Доктор Кос, на голову выше Роека, подавлял его вдобавок своей усмешкой, новым светлым костюмом, красной гвоздикой в петлице — словом, некоей атмосферой успеха, которую неудачники чувствуют мгновенно. И как будто этого было мало, д-р Кос сказал:
— Глядя на вас, никто бы не догадался, что перед ним эллинист. Греция обязывает улыбаться и радоваться жизни.
— Ошибаетесь, пан Кос, — возразил Роек, — греки были людьми печальными и разочарованными. Мудрость мешала им чувствовать счастье. Они энали, что мир приходит в упадок, что золотой век уже позади.
— В цаше время это заблуждение опровергнуто. Мы верим, что человечество идет вперед и когда-нибудь достигнет совершенства.
Доктор Кос, фанатик прогресса, ныне верит в него сильней, чем когда бы то ни было, ибо получил приятные вести из Кракова — несколько благоволящих к нему тамошних профессоров пробудили в нем надежду на кафедру истории философии, которую прежде занимал ксендз Павлицкий.

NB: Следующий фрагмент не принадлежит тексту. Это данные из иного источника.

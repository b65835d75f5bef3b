//! Property-based tests for whisper-cli

#[cfg(test)]
mod tests {
    use proptest::prelude::*;
    use std::path::PathBuf;
    use whisper_core::Identity;

    use crate::config::{CliOverrides, Config};
    use crate::identity::KeyFile;
    use crate::output::{format_sol, OutputFormat, OutputFormatter};

    fn any_format() -> impl Strategy<Value = OutputFormat> {
        prop_oneof![
            Just(OutputFormat::Table),
            Just(OutputFormat::Json),
            Just(OutputFormat::Quiet),
        ]
    }

    proptest! {
        #![proptest_config(ProptestConfig::with_cases(50))]

        /// Any key file written by `save` loads back to the same identity.
        #[test]
        fn key_file_round_trip(seed in any::<[u8; 32]>()) {
            let dir = tempfile::TempDir::new().unwrap();
            let key_file = KeyFile::new(dir.path().join("id.json"));
            let identity = Identity::from_signing_key(ed25519_dalek::SigningKey::from_bytes(&seed));

            key_file.save(&identity).unwrap();
            let loaded = key_file.load().unwrap().unwrap();
            prop_assert_eq!(loaded.address(), identity.address());
            prop_assert_eq!(loaded.to_keypair_bytes(), identity.to_keypair_bytes());
        }

        /// Arbitrary bytes in a key file never panic and never load a wrong identity.
        #[test]
        fn key_file_rejects_garbage(contents in ".{0,200}") {
            let dir = tempfile::TempDir::new().unwrap();
            let path = dir.path().join("id.json");
            std::fs::write(&path, &contents).unwrap();

            if let Ok(Some(identity)) = KeyFile::new(&path).load() {
                let bytes: Vec<u8> = serde_json::from_str(&contents).unwrap();
                let address = identity.address();
                prop_assert_eq!(&bytes[32..], &address.as_bytes()[..]);
            }
        }

        /// Saved configs parse back with the same values.
        #[test]
        fn config_toml_round_trip(
            timeout in 1u64..3600,
            page_limit in 1usize..=1000,
            format in any_format(),
            verbose in any::<bool>(),
        ) {
            let mut config = Config::default();
            config.ledger.timeout_seconds = timeout;
            config.ledger.page_limit = page_limit;
            config.output.format = format.to_string();
            config.output.verbose = verbose;
            prop_assert!(config.validate().is_ok());

            let text = toml::to_string_pretty(&config).unwrap();
            let parsed: Config = toml::from_str(&text).unwrap();
            prop_assert_eq!(parsed.ledger.timeout_seconds, timeout);
            prop_assert_eq!(parsed.ledger.page_limit, page_limit);
            prop_assert_eq!(&parsed.output.format, &format.to_string());
            prop_assert_eq!(parsed.output.verbose, verbose);
        }

        /// CLI overrides always win over file values.
        #[test]
        fn overrides_take_precedence(
            format in any_format(),
            port in 1024u16..65535,
            key in "[a-z]{1,12}",
        ) {
            let rpc_url = format!("http://127.0.0.1:{port}");
            let key_path = PathBuf::from(format!("/tmp/{key}.json"));
            let overrides = CliOverrides {
                output_format: Some(format.to_string()),
                rpc_url: Some(rpc_url.clone()),
                key_path: Some(key_path.clone()),
                ..Default::default()
            };

            let config = Config::default().with_overrides(&overrides);
            prop_assert_eq!(&config.output.format, &format.to_string());
            prop_assert_eq!(&config.ledger.rpc_url, &rpc_url);
            prop_assert_eq!(config.key_path(), Some(key_path));
        }

        /// SOL formatting keeps every lamport.
        #[test]
        fn sol_formatting_is_exact(lamports in any::<u64>()) {
            let text = format_sol(lamports);
            let digits: String = text.chars().filter(|c| *c != '.').collect();
            prop_assert_eq!(digits.parse::<u128>().unwrap(), lamports as u128);
            prop_assert_eq!(text.split('.').nth(1).map(str::len), Some(9));
        }

        /// Quiet output is always empty.
        #[test]
        fn quiet_output_is_empty(lamports in any::<u64>()) {
            let formatter = OutputFormatter::new(OutputFormat::Quiet, true);
            prop_assert_eq!(formatter.format_balance("addr", lamports), "");
            prop_assert_eq!(formatter.format_messages(&[]), "");
        }
    }
}
//! Minimal legacy Solana transaction encoding for single-instruction messages.
//!
//! The transaction has one signer (the fee payer), two account keys
//! `[payer, program]`, and one instruction that carries the envelope as its
//! data with no account inputs.

use ed25519_dalek::{Signer, SigningKey};

use crate::types::{Address, TxSignature};

/// Maximum serialized transaction size accepted by the network.
pub const PACKET_DATA_SIZE: usize = 1232;

/// Bytes of a serialized transaction that are not instruction data, assuming
/// the data length fits a two-byte shortvec.
pub const TRANSACTION_OVERHEAD: usize = 1 // signature count
    + 64 // signature
    + 3 // message header
    + 1 // account key count
    + 32 * 2 // payer, program
    + 32 // recent blockhash
    + 1 // instruction count
    + 1 // program id index
    + 1 // account index count
    + 2; // data length

/// Largest instruction payload that still fits in one packet.
pub const MAX_PAYLOAD_LEN: usize = PACKET_DATA_SIZE - TRANSACTION_OVERHEAD;

/// Append `value` in compact-u16 ("shortvec") form.
pub fn encode_shortvec(out: &mut Vec<u8>, value: u16) {
    let mut rem = value;
    loop {
        let mut byte = (rem & 0x7f) as u8;
        rem >>= 7;
        if rem == 0 {
            out.push(byte);
            return;
        }
        byte |= 0x80;
        out.push(byte);
    }
}

/// Serialize the message part that the fee payer signs.
pub fn build_message(payer: &Address, program: &Address, recent_blockhash: &[u8; 32], data: &[u8]) -> Vec<u8> {
    let mut msg = Vec::with_capacity(TRANSACTION_OVERHEAD - 65 + data.len());

    // Header: 1 required signature, 0 readonly signed, 1 readonly unsigned (the program)
    msg.extend_from_slice(&[1, 0, 1]);

    encode_shortvec(&mut msg, 2);
    msg.extend_from_slice(payer.as_bytes());
    msg.extend_from_slice(program.as_bytes());

    msg.extend_from_slice(recent_blockhash);

    encode_shortvec(&mut msg, 1);
    msg.push(1); // program id index
    encode_shortvec(&mut msg, 0);
    // Data length is bounded by MAX_PAYLOAD_LEN, far below u16::MAX.
    encode_shortvec(&mut msg, data.len() as u16);
    msg.extend_from_slice(data);

    msg
}

/// A signed, serialized transaction ready for `sendTransaction`.
#[derive(Debug, Clone)]
pub struct SignedTransaction {
    pub signature: TxSignature,
    pub wire: Vec<u8>,
}

#[derive(Debug, Clone, PartialEq, Eq, thiserror::Error)]
pub enum TransactionError {
    #[error("payload of {len} bytes exceeds the {max}-byte limit")]
    PayloadTooLarge { len: usize, max: usize },
}

/// Build and sign a single-instruction transaction carrying `data` for `program`.
pub fn build_signed(
    signer: &SigningKey,
    program: &Address,
    recent_blockhash: &[u8; 32],
    data: &[u8],
) -> Result<SignedTransaction, TransactionError> {
    if data.len() > MAX_PAYLOAD_LEN {
        return Err(TransactionError::PayloadTooLarge {
            len: data.len(),
            max: MAX_PAYLOAD_LEN,
        });
    }

    let payer = Address::new(signer.verifying_key().to_bytes());
    let message = build_message(&payer, program, recent_blockhash, data);
    let sig = signer.sign(&message).to_bytes();

    let mut wire = Vec::with_capacity(1 + 64 + message.len());
    encode_shortvec(&mut wire, 1);
    wire.extend_from_slice(&sig);
    wire.extend_from_slice(&message);

    Ok(SignedTransaction {
        signature: TxSignature::from_bytes(&sig),
        wire,
    })
}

— Человечество! — встрепенулся Роек. — Неужели вы тоже относитесь к числу людей, которые, произнося это нелепое, имя существительное, забывают о том, что оно означает скопление существ, достойных жалости или презрения?
— Говорите тише, нас слушают потомки.
«Потомки», вырвавшись из классов, шумным водопадом мчались по лестницам и коридорам. Уступая ему дорогу, оба учителя разошлись в разные стороны.